Give back one number only: how many lines in the material below contain "releases".

## DATA TO USE
▼▼▼

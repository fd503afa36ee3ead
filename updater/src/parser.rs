//! Release page parsing.
//!
//! The page is walked depth-first, in document order, looking for two
//! elements:
//!
//! - the release title, which must have this shape:
//!
//!   ```text
//!   <h1 class="... release-title ...">
//!     <a|span> VERSION </a|span>
//!   </h1>
//!   ```
//!
//!   The version is the first non-blank text beneath the first element child
//!   of the heading, and that child must be an `a` or a `span`;
//! - a download anchor, `<a href="...">`, whose `href` ends with the package
//!   suffix (for example `/atom-amd64.deb`).
//!
//! The first match wins for each value and the walk stops once both are
//! known. Both values are required: a page yielding only one of them no longer
//! matches the structure above, and parsing fails with
//! [`UpdaterError::FormatChanged`].

use scraper::{ElementRef, Html};

use crate::config::UpdaterConfig;
use crate::error::{Result, UpdaterError};
use crate::fetcher::ReleaseDocument;
use crate::version::VersionString;

/// Absolute URL of a platform-specific installable artifact.
#[derive(Debug, Clone, PartialEq, Eq)]
pub struct DownloadLink(String);

impl DownloadLink {
    /// Wraps an absolute URL.
    #[must_use]
    pub fn new(url: impl Into<String>) -> Self {
        Self(url.into())
    }

    /// Returns the link as a string slice.
    #[must_use]
    pub fn as_str(&self) -> &str {
        &self.0
    }
}

impl std::fmt::Display for DownloadLink {
    fn fmt(&self, f: &mut std::fmt::Formatter<'_>) -> std::fmt::Result {
        f.write_str(&self.0)
    }
}

/// What the release page advertises.
#[derive(Debug, Clone, PartialEq, Eq)]
pub struct Release {
    /// The latest published version.
    pub version: VersionString,
    /// Where to download the package for this platform.
    pub link: DownloadLink,
}

/// Element predicates derived from the configuration.
struct Matchers<'c> {
    title_class: &'c str,
    package_suffix: &'c str,
    base_origin: &'c str,
}

impl Matchers<'_> {
    fn is_release_title(&self, element: &ElementRef<'_>) -> bool {
        let value = element.value();
        value.name() == "h1" && value.classes().any(|class| class == self.title_class)
    }

    fn package_href<'a>(&self, element: &ElementRef<'a>) -> Option<&'a str> {
        let value = element.value();
        if value.name() != "a" {
            return None;
        }
        value
            .attr("href")
            .filter(|href| href.ends_with(self.package_suffix))
    }

    fn absolutise(&self, href: &str) -> DownloadLink {
        if href.starts_with("https://") || href.starts_with("http://") {
            return DownloadLink(href.to_owned());
        }
        let origin = self.base_origin.trim_end_matches('/');
        let path = href.trim_start_matches('/');
        DownloadLink(format!("{origin}/{path}"))
    }
}

/// Extracts the latest version and the matching download link.
///
/// # Errors
///
/// Returns [`UpdaterError::FormatChanged`] if either value is absent.
///
/// # Examples
///
/// ```
/// use atom_updater::config::UpdaterConfig;
/// use atom_updater::fetcher::ReleaseDocument;
/// use atom_updater::parser::parse_release;
///
/// let doc = ReleaseDocument::new(concat!(
///     r#"<h1 class="release-title"><a href="/atom/atom/releases/tag/v1.60.0">1.60.0</a></h1>"#,
///     r#"<a href="/atom/atom/releases/download/v1.60.0/atom-amd64.deb">deb</a>"#,
/// ));
/// let release = parse_release(doc, &UpdaterConfig::default())?;
/// assert_eq!(release.version.as_str(), "1.60.0");
/// assert_eq!(
///     release.link.as_str(),
///     "https://github.com/atom/atom/releases/download/v1.60.0/atom-amd64.deb"
/// );
/// # Ok::<(), atom_updater::error::UpdaterError>(())
/// ```
pub fn parse_release(doc: ReleaseDocument, config: &UpdaterConfig) -> Result<Release> {
    let html = Html::parse_document(&doc.into_html());
    let matchers = Matchers {
        title_class: &config.title_class,
        package_suffix: &config.package_suffix,
        base_origin: &config.base_origin,
    };

    let mut version = None;
    let mut link = None;

    for element in html.root_element().descendants().filter_map(ElementRef::wrap) {
        if version.is_none() && matchers.is_release_title(&element) {
            version = title_version(&element);
            if let Some(found) = &version {
                log::debug!("release title advertises {found}");
            }
        }
        if link.is_none() {
            link = matchers.package_href(&element).map(|href| {
                log::debug!("package link {href}");
                matchers.absolutise(href)
            });
        }
        if version.is_some() && link.is_some() {
            break;
        }
    }

    match (version, link) {
        (Some(latest), Some(package)) => Ok(Release {
            version: latest,
            link: package,
        }),
        (None, Some(_)) => Err(UpdaterError::FormatChanged { missing: "version" }),
        (Some(_), None) => Err(UpdaterError::FormatChanged {
            missing: "download link",
        }),
        (None, None) => Err(UpdaterError::FormatChanged {
            missing: "version and download link",
        }),
    }
}

/// Reads `VERSION` from `<h1> <a|span> VERSION </a|span> </h1>`.
fn title_version(title: &ElementRef<'_>) -> Option<VersionString> {
    let inner = title.children().find_map(ElementRef::wrap)?;
    if !matches!(inner.value().name(), "a" | "span") {
        return None;
    }
    inner
        .text()
        .map(str::trim)
        .find(|text| !text.is_empty())
        .map(VersionString::from)
}

#[cfg(test)]
#[expect(
    clippy::expect_used,
    reason = "parse results are unwrapped to assert on the extracted values"
)]
#[path = "parser_tests.rs"]
mod tests;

▲▲▲

## RESPONSE TO THE TASK
3